A statement he later issued read in part, “It has been confirmed that former President Goodluck Jonathan has decided to join the APC for the purpose of contesting the 2023 presidential election. However, the former President is disqualified from contesting the election by virtue of 137 (3) of the Constitution of the Federal Republic of Nigeria, 1999.
“Some people have said that the amendment is not retrospective and therefore cannot apply to Dr. Jonathan. Assuming without conceding that the amendment is not retrospective, it is submitted that under the current constitution a President or governor cannot spend more than terms of eight years.
“In other words, the constitution will not allow anyone to be in office for more than a cumulative period of eight years. In Marwa v. Nyako (2012) 6 NWLR (Pt.1296) 199 at 387 the Supreme Court stated that Section 180 (1) and (2)(a) of the 1999 Constitution of the Federal Republic of Nigeria has prescribed a single term of four years and if a second term, another period of four years and not a day longer.”
He noted that in the case of Governor Rasheed Ladoja v INEC, the Supreme Court rejected the prayer of Ladoja for 11 months’ extension to cover the period he was kept out of office through an illegal impeachment.

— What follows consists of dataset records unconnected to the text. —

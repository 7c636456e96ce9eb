//! Minimal MCP client used by the `inspect` harness.

use super::server::{write_message, JsonRpcResponse, PROTOCOL_VERSION};
use crate::error::{LinearError, Result};
use serde_json::{json, Value};
use std::process::Stdio;
use tokio::io::{AsyncBufRead, AsyncBufReadExt, AsyncWrite, BufReader, Lines};
use tokio::process::{Child, ChildStdin, ChildStdout, Command};

/// JSON-RPC client speaking newline-delimited MCP.
pub struct McpClient<R, W> {
    lines: Lines<R>,
    writer: W,
    next_id: u64,
}

impl McpClient<BufReader<ChildStdout>, ChildStdin> {
    /// Spawn `program` and talk to it over its stdio. Stderr is inherited.
    pub fn spawn(program: &std::path::Path, args: &[String]) -> Result<(Self, Child)> {
        let mut child = Command::new(program)
            .args(args)
            .stdin(Stdio::piped())
            .stdout(Stdio::piped())
            .stderr(Stdio::inherit())
            .kill_on_drop(true)
            .spawn()?;

        let stdin = child
            .stdin
            .take()
            .ok_or_else(|| LinearError::Config("child stdin unavailable".to_string()))?;
        let stdout = child
            .stdout
            .take()
            .ok_or_else(|| LinearError::Config("child stdout unavailable".to_string()))?;

        Ok((Self::new(BufReader::new(stdout), stdin), child))
    }
}

impl<R, W> McpClient<R, W>
where
    R: AsyncBufRead + Unpin,
    W: AsyncWrite + Unpin,
{
    pub fn new(reader: R, writer: W) -> Self {
        Self {
            lines: reader.lines(),
            writer,
            next_id: 1,
        }
    }

    /// Send a request and wait for its response.
    pub async fn request(&mut self, method: &str, params: Value) -> Result<Value> {
        let id = self.next_id;
        self.next_id += 1;

        write_message(
            &mut self.writer,
            &json!({ "jsonrpc": "2.0", "id": id, "method": method, "params": params }),
        )
        .await?;

        loop {
            let line = self.lines.next_line().await?.ok_or_else(|| {
                LinearError::Io(std::io::Error::new(
                    std::io::ErrorKind::UnexpectedEof,
                    "server closed the connection",
                ))
            })?;
            if line.trim().is_empty() {
                continue;
            }

            let response: JsonRpcResponse = serde_json::from_str(&line)?;
            if response.id != Some(json!(id)) {
                tracing::debug!("Skipping unrelated message: {}", line);
                continue;
            }

            if let Some(error) = response.error {
                return Err(LinearError::Protocol {
                    code: error.code,
                    message: error.message,
                });
            }
            return Ok(response.result.unwrap_or(Value::Null));
        }
    }

    /// Send a notification (no reply expected).
    pub async fn notify(&mut self, method: &str, params: Value) -> Result<()> {
        write_message(
            &mut self.writer,
            &json!({ "jsonrpc": "2.0", "method": method, "params": params }),
        )
        .await
    }

    /// Perform the initialize handshake.
    pub async fn initialize(&mut self) -> Result<Value> {
        let result = self
            .request(
                "initialize",
                json!({
                    "protocolVersion": PROTOCOL_VERSION,
                    "capabilities": {},
                    "clientInfo": {
                        "name": "linear-context-inspect",
                        "version": env!("CARGO_PKG_VERSION")
                    }
                }),
            )
            .await?;
        self.notify("notifications/initialized", json!({})).await?;
        Ok(result)
    }

    pub async fn list_tools(&mut self) -> Result<Value> {
        self.request("tools/list", json!({})).await
    }

    pub async fn call_tool(&mut self, name: &str, arguments: Value) -> Result<Value> {
        self.request("tools/call", json!({ "name": name, "arguments": arguments }))
            .await
    }

    pub async fn list_resources(&mut self) -> Result<Value> {
        self.request("resources/list", json!({})).await
    }

    pub async fn read_resource(&mut self, uri: &str) -> Result<Value> {
        self.request("resources/read", json!({ "uri": uri })).await
    }
}

#[cfg(test)]
mod tests {
    use super::*;
    use crate::linear::{fixtures, MockLinearApi};
    use crate::mcp::McpServer;
    use std::sync::Arc;

    #[tokio::test]
    async fn test_end_to_end_over_duplex() {
        let mut mock = MockLinearApi::new();
        mock.expect_assigned_issues()
            .returning(|| Ok(vec![fixtures::issue("issue-1", "Fix login", 10)]));
        mock.expect_issue()
            .withf(|id| id == "issue-1")
            .returning(|_| Ok(Some(fixtures::issue("issue-1", "Fix login", 10))));

        let (client_io, server_io) = tokio::io::duplex(64 * 1024);
        let (server_read, server_write) = tokio::io::split(server_io);
        let server = tokio::spawn(async move {
            McpServer::new(Arc::new(mock))
                .serve(BufReader::new(server_read), server_write)
                .await
        });

        let (client_read, client_write) = tokio::io::split(client_io);
        let mut client = McpClient::new(BufReader::new(client_read), client_write);

        let init = client.initialize().await.unwrap();
        assert_eq!(init["serverInfo"]["name"], "linear-context");

        let tools = client.list_tools().await.unwrap();
        assert_eq!(tools["tools"].as_array().unwrap().len(), 6);

        let resources = client.list_resources().await.unwrap();
        let uri = resources["resources"][0]["uri"].as_str().unwrap().to_string();
        assert_eq!(uri, "issue://issue-1");

        let contents = client.read_resource(&uri).await.unwrap();
        let issue: Value =
            serde_json::from_str(contents["contents"][0]["text"].as_str().unwrap()).unwrap();
        assert_eq!(issue["title"], "Fix login");

        let err = client.read_resource("foo://x").await.unwrap_err();
        assert!(matches!(err, LinearError::Protocol { code: -32602, .. }));

        let unknown = client.call_tool("create_note", json!({})).await.unwrap();
        assert_eq!(unknown["isError"], true);

        drop(client);
        server.await.unwrap().unwrap();
    }
}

Falana added that the Supreme Court rejected the prayer on the grounds that a governor was entitled to spend a maximum period of eight years or less and not more than eight years.
Supporting Falana’s position, the Human Rights Writers’ Association of Nigeria, through its National Coordinator, Emmanuel Onwubiko, advised Jonathan not to allow greedy politicians to push him into diminishing his international reputation.

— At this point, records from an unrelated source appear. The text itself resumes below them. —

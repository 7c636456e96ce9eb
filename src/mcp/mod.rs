//! MCP (Model Context Protocol) server for AI assistant integration.

pub mod client;
pub mod dispatcher;
pub mod projection;
pub mod resources;
pub mod server;
pub mod tools;

pub use client::McpClient;
pub use dispatcher::{CallToolResult, Dispatcher};
pub use resources::ResourceReader;
pub use server::McpServer;
pub use tools::{get_tools, ToolName};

Onwubiko said, “Falana’s legal opinion is the correct position of the law which does not allow an individual to spend more than the required number of years in a particular office.
“Falana had used adequate points in law and in fact that nullified any attempt by Jonathan to try to get into any political kind of contestation as President of this country. Jonathan had already spent five years as President. He can’t spend nine years because it is unconstitutional.”

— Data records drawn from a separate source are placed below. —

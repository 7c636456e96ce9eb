//! Issue search filters.
//!
//! Predicates combine conjunctively. The free-text predicate matches the title
//! OR the description. Text matching is case-insensitive unless
//! [`CaseSensitivity::Sensitive`] is requested.

use serde_json::{json, Map, Value};

/// How free text is compared against titles and descriptions.
#[derive(Debug, Clone, Copy, Default, PartialEq, Eq)]
pub enum CaseSensitivity {
    Sensitive,
    #[default]
    Insensitive,
}

impl CaseSensitivity {
    /// Linear string comparator for substring matching.
    fn comparator(self) -> &'static str {
        match self {
            CaseSensitivity::Sensitive => "contains",
            CaseSensitivity::Insensitive => "containsIgnoreCase",
        }
    }
}

/// Conjunction of optional issue predicates.
#[derive(Debug, Clone, Default, PartialEq)]
pub struct IssueFilter {
    pub text: Option<String>,
    pub case: CaseSensitivity,
    pub team_id: Option<String>,
    pub state_name: Option<String>,
    pub assignee_id: Option<String>,
    pub priority: Option<u8>,
}

impl IssueFilter {
    /// True when no predicate is set.
    pub fn is_empty(&self) -> bool {
        self.text.is_none()
            && self.team_id.is_none()
            && self.state_name.is_none()
            && self.assignee_id.is_none()
            && self.priority.is_none()
    }

    /// Render as a Linear `IssueFilter` input object.
    pub fn to_graphql(&self) -> Value {
        let mut filter = Map::new();

        if let Some(text) = &self.text {
            let op = self.case.comparator();
            filter.insert(
                "or".to_string(),
                json!([
                    { "title": { op: text } },
                    { "description": { op: text } }
                ]),
            );
        }
        if let Some(team_id) = &self.team_id {
            filter.insert("team".to_string(), json!({ "id": { "eq": team_id } }));
        }
        if let Some(state) = &self.state_name {
            filter.insert("state".to_string(), json!({ "name": { "eq": state } }));
        }
        if let Some(assignee_id) = &self.assignee_id {
            filter.insert(
                "assignee".to_string(),
                json!({ "id": { "eq": assignee_id } }),
            );
        }
        if let Some(priority) = self.priority {
            filter.insert("priority".to_string(), json!({ "eq": priority }));
        }

        Value::Object(filter)
    }
}

/// A complete search request.
#[derive(Debug, Clone, PartialEq)]
pub struct IssueSearch {
    pub filter: IssueFilter,
    /// Maximum number of results.
    pub first: u32,
    pub include_archived: bool,
}

impl IssueSearch {
    /// GraphQL variables for the search query.
    pub fn variables(&self) -> Value {
        json!({
            "filter": self.filter.to_graphql(),
            "first": self.first,
            "includeArchived": self.include_archived,
        })
    }
}

#[cfg(test)]
mod tests {
    use super::*;

    #[test]
    fn test_empty_filter() {
        let filter = IssueFilter::default();
        assert!(filter.is_empty());
        assert_eq!(filter.to_graphql(), json!({}));
    }

    #[test]
    fn test_text_is_title_or_description_ignoring_case() {
        let filter = IssueFilter {
            text: Some("auth".to_string()),
            ..Default::default()
        };
        assert_eq!(
            filter.to_graphql(),
            json!({
                "or": [
                    { "title": { "containsIgnoreCase": "auth" } },
                    { "description": { "containsIgnoreCase": "auth" } }
                ]
            })
        );
    }

    #[test]
    fn test_text_case_sensitive() {
        let filter = IssueFilter {
            text: Some("Auth".to_string()),
            case: CaseSensitivity::Sensitive,
            ..Default::default()
        };
        assert_eq!(
            filter.to_graphql(),
            json!({
                "or": [
                    { "title": { "contains": "Auth" } },
                    { "description": { "contains": "Auth" } }
                ]
            })
        );
    }

    #[test]
    fn test_all_predicates() {
        let filter = IssueFilter {
            text: None,
            case: CaseSensitivity::Insensitive,
            team_id: Some("team-1".to_string()),
            state_name: Some("In Progress".to_string()),
            assignee_id: Some("user-1".to_string()),
            priority: Some(1),
        };
        assert!(!filter.is_empty());
        assert_eq!(
            filter.to_graphql(),
            json!({
                "team": { "id": { "eq": "team-1" } },
                "state": { "name": { "eq": "In Progress" } },
                "assignee": { "id": { "eq": "user-1" } },
                "priority": { "eq": 1 }
            })
        );
    }

    #[test]
    fn test_search_variables() {
        let search = IssueSearch {
            filter: IssueFilter::default(),
            first: 10,
            include_archived: true,
        };
        assert_eq!(
            search.variables(),
            json!({ "filter": {}, "first": 10, "includeArchived": true })
        );
    }
}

Also speaking to The PUNCH, another Senior Advocate of Nigeria, Emeka Ngige, said Falana’s position was valid.
Ngige said, “I have not looked at the amendment to confirm what Falana said but I believe that he may be right because there was an amendment that was done when Buhari came into power. The amendment affected the eligibility of any person who has completed the tenure of another person. That person is deemed to have done his tenure.”
Ngige further said that morally it was wrong for Jonathan to contest the Presidency as it would only lead him to further ridicule.
Attempts to get a response from Jonathan’s Spokesman, Ikechukwu Eze, proved abortive as his phone indicated that it was switched off.
Jonathan free to contest, constitution amended after he left office – SAN
But another senior advocate, Mr. Ifedayo Adedipe, said Jonathan was free to contest since the constitution was amended after he had left office.
Adedipe also faulted the law, adding that it would not withstand a judicial challenge.
He said, “Constitutionally he can run, provided he can run, there is nothing stopping him from running.”
Reject APC’s offer, it’s offensive, disgraceful to all of us – PDP Reps
Responding to the controversy surrounding Jonathan’s purported ambition, members of the House of Representatives warned Jonathan against accepting any offer from the Presidency and the APC.
The lawmakers, who are members of the opposition Peoples Democratic Party, said the ex-president had been too ridiculed by the current Buhari regime.
Regardless of Jonathan being from the South-South geopolitical zone like them, some of the lawmakers said it was better for the ex-President to continue to enjoy goodwill.